From: Jet Propulsion Laboratory
Posted: Monday, January 25, 2010
In this synthetic aperture radar image obtained by NASA's Cassini spacecraft, two generally similar features, upper center and lower right, appear to be low mountains with grooves running roughly in the up-down direction. A set of straight lines are also visible at lower left. But what made the grooves? Grooves can result from forces that originate from within a planet, including forces that pull the crust of a planet apart and cracks produced by melt intruding into the crust. They can come from external forces like wind or rainfall, which produces river channels that can cut down through layers of rock.
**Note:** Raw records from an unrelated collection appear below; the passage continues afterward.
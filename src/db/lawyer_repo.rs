// src/db/lawyer_repo.rs

use async_trait::async_trait;
use sqlx::PgPool;

use crate::{common::error::AppError, db::CredentialStore, models::auth::LawyerCredential};

// O repositório de credenciais, responsável pela tabela 'login_advogados'
#[derive(Clone)]
pub struct LawyerRepository {
    pool: PgPool,
}

impl LawyerRepository {
    pub fn new(pool: PgPool) -> Self {
        Self { pool }
    }
}

#[async_trait]
impl CredentialStore for LawyerRepository {
    // Busca a credencial pela OAB (comparação exata)
    async fn find_by_oab(&self, oab: &str) -> Result<Option<LawyerCredential>, AppError> {
        let credential = sqlx::query_as::<_, LawyerCredential>(
            r#"
            SELECT id, advogado_id, nome, email, oab, cpf, senha
            FROM login_advogados
            WHERE oab = $1
            "#,
        )
        .bind(oab)
        .fetch_optional(&self.pool)
        .await?;

        Ok(credential)
    }

    async fn find_by_lawyer_id(
        &self,
        lawyer_id: i64,
    ) -> Result<Option<LawyerCredential>, AppError> {
        let credential = sqlx::query_as::<_, LawyerCredential>(
            r#"
            SELECT id, advogado_id, nome, email, oab, cpf, senha
            FROM login_advogados
            WHERE advogado_id = $1
            "#,
        )
        .bind(lawyer_id)
        .fetch_optional(&self.pool)
        .await?;

        Ok(credential)
    }

    async fn update_password(
        &self,
        credential_id: i64,
        password_hash: &str,
    ) -> Result<(), AppError> {
        let result = sqlx::query("UPDATE login_advogados SET senha = $1 WHERE id = $2")
            .bind(password_hash)
            .bind(credential_id)
            .execute(&self.pool)
            .await
            .map_err(|e| AppError::WriteFailed(e.to_string()))?;

        if result.rows_affected() == 0 {
            return Err(AppError::NotFound("Advogado"));
        }
        Ok(())
    }
}
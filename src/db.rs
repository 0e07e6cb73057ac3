// src/db.rs
//
// Contratos do "record store". Os serviços dependem apenas destes traits;
// os repositórios Postgres abaixo são as implementações de produção.

use async_trait::async_trait;

use crate::{
    common::error::AppError,
    models::{
        auth::LawyerCredential,
        case::{Case, CaseOverview, CaseSummary, NewCase},
        client::{Client, ClientOption, ClientRecord},
        movement::{Movement, NewMovement},
    },
};

pub mod lawyer_repo;
pub use lawyer_repo::LawyerRepository;
pub mod client_repo;
pub use client_repo::ClientRepository;
pub mod case_repo;
pub use case_repo::CaseRepository;

/// Credenciais dos advogados (login_advogados).
#[async_trait]
pub trait CredentialStore: Send + Sync {
    /// Busca exata pela OAB, como gravada.
    async fn find_by_oab(&self, oab: &str) -> Result<Option<LawyerCredential>, AppError>;

    async fn find_by_lawyer_id(&self, lawyer_id: i64)
        -> Result<Option<LawyerCredential>, AppError>;

    async fn update_password(&self, credential_id: i64, password_hash: &str)
        -> Result<(), AppError>;
}

#[async_trait]
pub trait ClientStore: Send + Sync {
    /// Insere e devolve o id. Documento repetido vira `DuplicateDocument`.
    async fn insert_client(&self, record: &ClientRecord) -> Result<i64, AppError>;

    async fn update_client(&self, id: i64, record: &ClientRecord) -> Result<(), AppError>;

    async fn find_client(&self, id: i64) -> Result<Option<Client>, AppError>;

    /// Todos os clientes (id, nome, dono direto).
    async fn list_client_options(&self) -> Result<Vec<ClientOption>, AppError>;

    /// Ids vinculados ao advogado em clientes_advogados.
    async fn list_associated_client_ids(&self, lawyer_id: i64) -> Result<Vec<i64>, AppError>;
}

#[async_trait]
pub trait CaseStore: Send + Sync {
    async fn insert_case(&self, case: &NewCase) -> Result<i64, AppError>;

    async fn find_case(&self, id: i64) -> Result<Option<Case>, AppError>;

    async fn list_cases_by_lawyer(&self, lawyer_id: i64) -> Result<Vec<CaseSummary>, AppError>;

    async fn list_cases_for_client(
        &self,
        lawyer_id: i64,
        client_id: i64,
    ) -> Result<Vec<CaseSummary>, AppError>;

    /// Movimentações de um processo, sem ordem garantida.
    async fn list_movements(&self, case_id: i64) -> Result<Vec<Movement>, AppError>;

    /// Processo com nome do cliente, do advogado e movimentações aninhadas.
    async fn fetch_overview(&self, case_id: i64) -> Result<Option<CaseOverview>, AppError>;

    async fn insert_movement(&self, movement: &NewMovement) -> Result<i64, AppError>;
}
All of these produce grooves on Earth's surface, and may also be at work on Titan.
Another intriguing thing about this image is that in this image the "light" (actually the radar illumination) comes from the top. With this kind of illumination, the upper side of these mountains should be bright because they face the illumination, but the left side of the upper-center feature and the right side of the lower feature are bright. The brightness indicates that there is a different material in these areas, and the grooves exist in both dark and light materials.
The Titan Radar Mapper acquired this image at 41 degrees north latitude and 213 degrees west longitude on December 28, 2009. The image measures 250 kilometers (160 miles) high and 285 kilometers (180 miles) wide, with resolution of about 350 meters (1,100 feet) per pixel. North is left, and the image is illuminated from the top. Incidence angle varies from 11 to 25 degrees.